Hsu contended acquisitions will result in the further development of established and competitive pharmaceutical companies and eliminate smaller and less competitive ones.

"Another trend is investing more into the research and development of novel drugs," said Hsu. "Some of the earlier investments have paid off and we may see some results soon in the next three to five years."

Clinical research results and investment supplement each other; so many investors that have benefited from launched products are looking for other pharmaceutical companies that have drug candidates under development.

"To some extent, the investment methods and valuation of Chinese pharmaceutical companies are moving closer and closer to the big pharma level," he added.

EBOLA CRISIS MAY INFLUENCE SHARE PRICES

The Ebola outbreak may also be supporting prices of some Chinese biotech companies as it is attracting attention from government, research institutes and drugmakers around the world.

Some industry insiders are looking at Chinese biotech companies such as Sihuan and China Biological Products Inc. to come up with the Chinese version of an Ebola treatment or vaccine.

Earlier this month, Beijing Sihuan Pharmaceutical Co. Ltd., a subsidiary of Sihuan Pharmaceutical Holdings, signed a collaborative deal with the Institute of Microbiology and Epidemiology of the Academy of Military Medical Sciences for JK-05, a small-molecule chemical entity, that has been under study for five years and tested in mice. (See BioWorld Today, Oct. 6, 2014.)

"Sihuan recently announced a collaboration with a research institute for the study of the Ebola treatment," said Li. "It's possible that some other Chinese pharmaceutical companies will join the game.
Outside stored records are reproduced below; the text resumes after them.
//! A scriptable cache for testing.

use crate::cache::{pause, ExternalCache};
use crate::error::{CacheError, CacheResult};
use crate::status::SyncStatus;
use async_trait::async_trait;
use parking_lot::Mutex;
use std::sync::atomic::{AtomicBool, Ordering};
use std::sync::Arc;
use std::time::Duration;
use vfsdb_storage::VirtualFs;

/// A mock cache for testing.
///
/// Every call is recorded. Statuses, failures and latency are scripted:
/// - `sync_into_local` installs the restore blob (if set and a local
///   filesystem is attached) and reports success, otherwise reports the
///   scripted sync status (default [`SyncStatus::MISSING`])
/// - `push_from_local` reports the scripted push status (default
///   [`SyncStatus::SUCCESS`]) and never touches the filesystem
#[derive(Default)]
pub struct MockCache {
    local: Option<Arc<dyn VirtualFs>>,
    restore_blob: Mutex<Option<Vec<u8>>>,
    sync_status: Mutex<Option<SyncStatus>>,
    push_status: Mutex<Option<SyncStatus>>,
    fail_sync: AtomicBool,
    fail_push: AtomicBool,
    delay: Mutex<Duration>,
    sync_calls: Mutex<Vec<String>>,
    push_calls: Mutex<Vec<String>>,
}

impl MockCache {
    /// Creates a mock that is not attached to any filesystem.
    pub fn new() -> Self {
        Self::default()
    }

    /// Creates a mock that restores into `local`.
    pub fn with_local(local: Arc<dyn VirtualFs>) -> Self {
        Self {
            local: Some(local),
            ..Self::default()
        }
    }

    /// Sets the blob `sync_into_local` installs.
    pub fn set_restore_blob(&self, data: impl Into<Vec<u8>>) {
        *self.restore_blob.lock() = Some(data.into());
    }

    /// Sets the status `sync_into_local` reports when it installs nothing.
    pub fn set_sync_status(&self, status: SyncStatus) {
        *self.sync_status.lock() = Some(status);
    }

    /// Sets the status `push_from_local` reports.
    pub fn set_push_status(&self, status: SyncStatus) {
        *self.push_status.lock() = Some(status);
    }

    /// Makes `sync_into_local` fail with an error.
    pub fn set_fail_sync(&self, fail: bool) {
        self.fail_sync.store(fail, Ordering::SeqCst);
    }

    /// Makes `push_from_local` fail with an error.
    pub fn set_fail_push(&self, fail: bool) {
        self.fail_push.store(fail, Ordering::SeqCst);
    }

    /// Sets the latency of every call.
    pub fn set_delay(&self, delay: Duration) {
        *self.delay.lock() = delay;
    }

    /// Returns the names passed to `sync_into_local`, in order.
    pub fn sync_calls(&self) -> Vec<String> {
        self.sync_calls.lock().clone()
    }

    /// Returns the names passed to `push_from_local`, in order.
    pub fn push_calls(&self) -> Vec<String> {
        self.push_calls.lock().clone()
    }

    async fn lag(&self) {
        let delay = *self.delay.lock();
        pause(delay).await;
    }
}

impl std::fmt::Debug for MockCache {
    fn fmt(&self, f: &mut std::fmt::Formatter<'_>) -> std::fmt::Result {
        f.debug_struct("MockCache")
            .field("sync_calls", &self.sync_calls.lock().len())
            .field("push_calls", &self.push_calls.lock().len())
            .finish_non_exhaustive()
    }
}

#[async_trait]
impl ExternalCache for MockCache {
    async fn sync_into_local(&self, name: &str) -> CacheResult<SyncStatus> {
        self.sync_calls.lock().push(name.to_string());
        self.lag().await;

        if self.fail_sync.load(Ordering::SeqCst) {
            return Err(CacheError::unavailable("mock sync failure"));
        }

        let blob = self.restore_blob.lock().clone();
        if let (Some(local), Some(blob)) = (&self.local, blob) {
            local.write(name, &blob)?;
            return Ok(SyncStatus::SUCCESS);
        }

        Ok(self.sync_status.lock().unwrap_or(SyncStatus::MISSING))
    }

    async fn push_from_local(&self, name: &str) -> CacheResult<SyncStatus> {
        self.push_calls.lock().push(name.to_string());
        self.lag().await;

        if self.fail_push.load(Ordering::SeqCst) {
            return Err(CacheError::unavailable("mock push failure"));
        }

        Ok(self.push_status.lock().unwrap_or(SyncStatus::SUCCESS))
    }
}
Basically any drug manufacturer can do the same."

The company posted an announcement last week regarding recent consecutive leaps in its stock price on Oct. 15-16, saying that the products Sihuan now produces are irrelevant to either the prevention or the treatment of Ebola.

"I don't think any Chinese pharmaceutical companies will benefit from Ebola outburst in Asia, if there's ever going to be one," said Hsu. "First, there're existing competitors from countries like Japan. Second, the overall economy will decline and the stock market would not be looking good as well."

Because of the nature of biological drug development, the amount of the investment and payoff cycle is much bigger and longer than that of chemical drugs. And investors often take that into consideration when they're making investment decisions.

"In terms of size, the investment going into biopharmaceutical Chinese companies is not as big as those of the chemical ones," said Hsu. "Although it is growing fast, it's still not big enough to have impressive earnings per share. Private equity investors and primary investor would look at this market."

"The Chinese biotech industry is constantly developing with the support of the government," said Hsu. "But it would still be a long way, 20 years if you may, to catch up with the U.S. and completely close the gap between the two markets."